Financial Planning Tips for Income Investors
As part of their Seeking Income Week, Morningstar asked Informed Choice chartered financial planner Martin Bamford for our Financial Planning tips for income investors.
Martin started by explaining that there is often a difference between the level of income you feel you need and the level of investment risk you are prepared to take to achieve it.
When investing with the objective of generating regular income contributions, said Bamford, an investor can either rely on yield-generating assets (such as dividend-paying equities, bonds, or funds) or buy into products that offer exposure to capital growth from which you can take regular capital withdrawals as ‘income’.

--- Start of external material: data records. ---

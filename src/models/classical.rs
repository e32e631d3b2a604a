//! Classical position distribution of an oscillator at energy `E_n`.
//!
//! A classical particle with energy `E` spends most of its time near the
//! turning points `±√(2E)` where it moves slowly. Its time-averaged position
//! density is
//!
//! ```text
//! ρ(x) = 1 / (π·√(2E - x²))   for x² < 2E,   0 otherwise
//! ```
//!
//! The density diverges at the turning points themselves, but the divergence
//! is integrable: the total probability mass is still 1. Points on or past
//! the turning points are classically unreachable and get exactly zero, never
//! a NaN from a negative square root.

use std::f64::consts::PI;

use crate::domain::EnergyLevel;

/// Classification of a grid point against the turning points.
#[derive(Debug, Clone, Copy, PartialEq, Eq)]
enum Region {
    /// `x² < 2E`: the particle passes through here.
    Allowed,
    /// `x² ≥ 2E`: out of reach at this energy.
    Forbidden,
}

fn classify(xi: f64, two_e: f64) -> Region {
    if xi * xi < two_e {
        Region::Allowed
    } else {
        Region::Forbidden
    }
}

/// Evaluate the classical density at energy `E_n` on a position grid.
pub fn classical_distribution(level: EnergyLevel, x: &[f64]) -> Vec<f64> {
    let two_e = 2.0 * level.energy();
    x.iter()
        .map(|&xi| match classify(xi, two_e) {
            Region::Allowed => 1.0 / (PI * (two_e - xi * xi).sqrt()),
            Region::Forbidden => 0.0,
        })
        .collect()
}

Martin also explained that tax is one of the biggest challenges for income investors, particularly for those with earned income in addition to investment income.

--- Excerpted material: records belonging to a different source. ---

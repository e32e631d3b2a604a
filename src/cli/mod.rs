//! Command-line parsing for the oscillator density explorer.
//!
//! The goal of this module is to keep **argument parsing** and **command dispatch**
//! separate from the modeling/math code.

use std::path::PathBuf;

use clap::{Parser, Subcommand};

use crate::domain::{DEFAULT_GRID_POINTS, DEFAULT_PLOT_HEIGHT, DEFAULT_PLOT_WIDTH};

/// Top-level CLI.
#[derive(Debug, Parser)]
#[command(
    name = "qho",
    version,
    about = "Quantum harmonic oscillator probability density explorer"
)]
pub struct Cli {
    #[command(subcommand)]
    pub command: Command,
}

/// CLI subcommands.
#[derive(Debug, Subcommand)]
pub enum Command {
    /// Evaluate one energy level, print the summary, and optionally plot/export.
    Compute(ComputeArgs),
    /// Sweep normalization over a range of levels (useful for scripting).
    Check(CheckArgs),
    /// Plot a previously exported density JSON.
    Plot(PlotArgs),
    /// Launch the interactive TUI.
    ///
    /// This uses the same evaluation pipeline as `qho compute`, but renders
    /// the densities in a terminal UI using Ratatui.
    Tui(ComputeArgs),
}

/// Common options for evaluating a level.
#[derive(Debug, Parser, Clone)]
pub struct ComputeArgs {
    /// Energy level n (quantum number, 0-based).
    #[arg(short = 'n', long, default_value_t = 0)]
    pub level: u32,

    /// Number of position grid points.
    #[arg(long, default_value_t = DEFAULT_GRID_POINTS)]
    pub grid_points: usize,

    /// Render an ASCII plot in the terminal (enabled by default).
    #[arg(long, default_value_t = true)]
    pub plot: bool,

    /// Disable the terminal plot.
    #[arg(long)]
    pub no_plot: bool,

    /// Plot width (columns).
    #[arg(long, default_value_t = DEFAULT_PLOT_WIDTH)]
    pub width: usize,

    /// Plot height (rows).
    #[arg(long, default_value_t = DEFAULT_PLOT_HEIGHT)]
    pub height: usize,

    /// Export per-point results to CSV.
    #[arg(long)]
    pub export: Option<PathBuf>,

    /// Export both densities (grid + metadata) to JSON.
    #[arg(long = "export-density")]
    pub export_density: Option<PathBuf>,
}

/// Options for the normalization sweep.
#[derive(Debug, Parser)]
pub struct CheckArgs {
    /// Highest level to sweep (inclusive, starting from n = 0).
    #[arg(long, default_value_t = 100)]
    pub max_level: u32,

    /// Number of position grid points per level.
    #[arg(long, default_value_t = DEFAULT_GRID_POINTS)]
    pub grid_points: usize,
}

/// Options for plotting a saved density file.
#[derive(Debug, Parser)]
pub struct PlotArgs {
    /// Density JSON file produced by `qho compute --export-density`.
    #[arg(long, value_name = "JSON")]
    pub density: PathBuf,

    /// Plot width (columns).
    #[arg(long, default_value_t = DEFAULT_PLOT_WIDTH)]
    pub width: usize,

    /// Plot height (rows).
    #[arg(long, default_value_t = DEFAULT_PLOT_HEIGHT)]
    pub height: usize,
}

According to Bamford, the way to address this challenge is careful planning and thoughtful accounting, including dividing portfolios between husband and wife, or making full use of allowances and exemptions.
Martin told Morningstar that diversification across the investment asset classes is an important step for income investors to take.

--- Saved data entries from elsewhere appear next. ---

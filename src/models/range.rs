//! Plot-range selection.
//!
//! Both axes derive from the physics rather than from fixed bounds: the x
//! axis tracks the classical turning points (which grow like `√(2n+1)`), the
//! y axis tracks the quantum density peak. A fixed margin keeps the
//! exponential tails and the peak off the frame edges.

use crate::domain::EnergyLevel;

/// Margin applied beyond the turning points (x) and the density peak (y).
pub const RANGE_FACTOR: f64 = 1.2;

/// Symmetric x interval covering the classically allowed region with margin.
pub fn x_range(level: EnergyLevel) -> (f64, f64) {
    let half_width = RANGE_FACTOR * level.turning_point();
    (-half_width, half_width)
}

/// Largest value in a density slice, 0 for an empty slice.
pub fn y_max(density: &[f64]) -> f64 {
    density.iter().copied().fold(0.0, f64::max)
}

/// y interval from zero to the density peak with margin.
pub fn y_range(density: &[f64]) -> (f64, f64) {
    (0.0, RANGE_FACTOR * y_max(density))
}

It is for this purpose that Bamford notes the benefit of allocating a portion of your portfolio to real estate, given that the correlation characteristics of real estate to other holdings in an income portfolio are essential from a risk management perspective.
Finally, Martin explained that income investors are usually best served by investing in UK rather than international equities, as the dividends paid by UK companies are typically higher than those paid by overseas companies, for a variety of historic reasons including the taxation environment.